Une autre étude de la même équipe (2) révèle chez ces mêmes enfants à 18 mois une association significative entre exposition prénatale et réduction du score estimant la motricité fine chez les garçons. Des résultats cohérents avec l'appauvrissement de la mémoire à court terme et les tremblements constatés chez les ouvriers américains de l'Usine de Hopewell, fermée en 1975.

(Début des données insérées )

// src/render/text.rs
use std::fmt::Write;

use super::{display_path, signatures_of, RenderOptions, Renderer, SignatureMap};
use crate::error::Result;
use crate::graph::rank::RankedFile;
use crate::signatures::rank_tier;

/// Markdown: one heading per file, one bullet per signature.
#[derive(Debug, Clone, Copy, Default)]
pub struct TextRenderer;

impl Renderer for TextRenderer {
    fn render(&self, ranked: &[RankedFile], signatures: &SignatureMap, opts: &RenderOptions) -> Result<String> {
        let mut out = String::new();
        if ranked.is_empty() {
            return Ok(out);
        }

        writeln!(out, "# Repository Map")?;
        for file in ranked {
            write_file(&mut out, file, signatures, opts)?;
        }
        Ok(out)
    }
}

fn write_file(out: &mut String, file: &RankedFile, signatures: &SignatureMap, opts: &RenderOptions) -> Result<()> {
    let path = display_path(&file.path);
    if opts.show_scores {
        writeln!(out, "\n## {path} [{} {:.4}]", rank_tier(file.rank), file.rank)?;
    } else {
        writeln!(out, "\n## {path}")?;
    }

    for sig in signatures_of(signatures, file, opts) {
        if sig.refs > 0 {
            writeln!(out, "- {} (L{}, {} refs)", sig.text, sig.line, sig.refs)?;
        } else {
            writeln!(out, "- {} (L{})", sig.text, sig.line)?;
        }
    }
    Ok(())
}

Deux hypothèses à cela, avance Luc Multigner : l'effet hormonal du chlordécone (les hormones stéroïdiennes jouant un rôle important dans le processus de différenciation du système nerveux) et ses propriétés neurotoxiques sur le plan de la transmission du signal nerveux, le pesticide ayant la capacité d'inhiber des enzymes ATPases et à interagir avec de multiples neurotransmetteurs.

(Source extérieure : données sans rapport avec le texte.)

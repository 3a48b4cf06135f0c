use serde::{Deserialize, Serialize};

use crate::render::OutputFormat;

#[derive(Debug, Clone, Serialize, Deserialize)]
pub struct RankingConfig {
    #[serde(default = "default_damping")]
    pub damping: f64,
    #[serde(default = "default_max_iterations")]
    pub max_iterations: usize,
    #[serde(default = "default_epsilon")]
    pub epsilon: f64,
    #[serde(default = "default_boost_factor")]
    pub boost_factor: f64,
}

impl Default for RankingConfig {
    fn default() -> Self {
        Self {
            damping: default_damping(),
            max_iterations: default_max_iterations(),
            epsilon: default_epsilon(),
            boost_factor: default_boost_factor(),
        }
    }
}

#[derive(Debug, Clone, Serialize, Deserialize)]
pub struct OutputConfig {
    #[serde(default = "default_budget")]
    pub budget: usize,
    #[serde(default = "default_max_signatures")]
    pub max_signatures_per_file: usize,
    #[serde(default)]
    pub show_scores: bool,
    #[serde(default)]
    pub format: OutputFormat,
}

impl Default for OutputConfig {
    fn default() -> Self {
        Self {
            budget: default_budget(),
            max_signatures_per_file: default_max_signatures(),
            show_scores: false,
            format: OutputFormat::default(),
        }
    }
}

#[derive(Debug, Clone, Serialize, Deserialize, Default)]
pub struct ScanConfig {
    /// Directories (relative to the root) the scan is limited to.
    #[serde(default)]
    pub include: Vec<String>,
    /// Directory names skipped anywhere in the tree.
    #[serde(default)]
    pub exclude: Vec<String>,
    /// Regexes matched against `/`-normalized relative paths.
    #[serde(default)]
    pub exclude_patterns: Vec<String>,
}

/// On-disk shape of `contextmap.toml`.
#[derive(Debug, Clone, Serialize, Deserialize, Default)]
pub struct ContextMapToml {
    #[serde(default)]
    pub ranking: RankingConfig,
    #[serde(default)]
    pub output: OutputConfig,
    #[serde(default)]
    pub scan: ScanConfig,
}

#[derive(Debug, Clone, Default)]
pub struct Config {
    pub ranking: RankingConfig,
    pub output: OutputConfig,
    pub scan: ScanConfig,
    pub exclude_patterns: Vec<regex::Regex>,
}

const fn default_damping() -> f64 { 0.85 }
const fn default_max_iterations() -> usize { 100 }
const fn default_epsilon() -> f64 { 1e-6 }
const fn default_boost_factor() -> f64 { 10.0 }
const fn default_budget() -> usize { 4000 }
const fn default_max_signatures() -> usize { 15 }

Ces « signaux subtiles » se traduiront-ils en troubles nécessitant une prise en charge clinique ? Il faudra attendre les prochaines publications des évaluations du développement cognitif, intellectuel, auditif, anthropométrique, sexuel, ou encore cardiovasculaire des enfants de la cohorte à l'âge de 7 ans. Les chercheurs ont déjà constaté l'absence de modification des préférences sexuées dans les jeux de quelque 116 petits Guadeloupéens de 7 ans, dans un article publié le 1er juillet dernier (3). « Nous espérons ensuite pouvoir étudier un sous groupe de 400 enfants à la puberté », précise Luc Multigner.
Inquiétude
Sur le terrain, « il n'y a pas eu d'alerte qui s'est avérée justifiée, constate Luc Multigner. Les spécialistes aux Antilles sont surtout préoccupés par le développement de la prévention et des outils de diagnostics des troubles neurodéveloppementaux », témoigne le chercheur. « Nous ne constatons pas de conséquences directes du chlordécone, corrobore le Pr Philippe Khadel, gynécologue-obstétricien au CHU de Pointe-à-Pitre, sans nier des signes d'inquiétudes chez les patients. Lorsqu'arrive un accident médical, la pollution et donc le chlordécone sont évoqués car l'esprit humain a besoin de trouver des causes ».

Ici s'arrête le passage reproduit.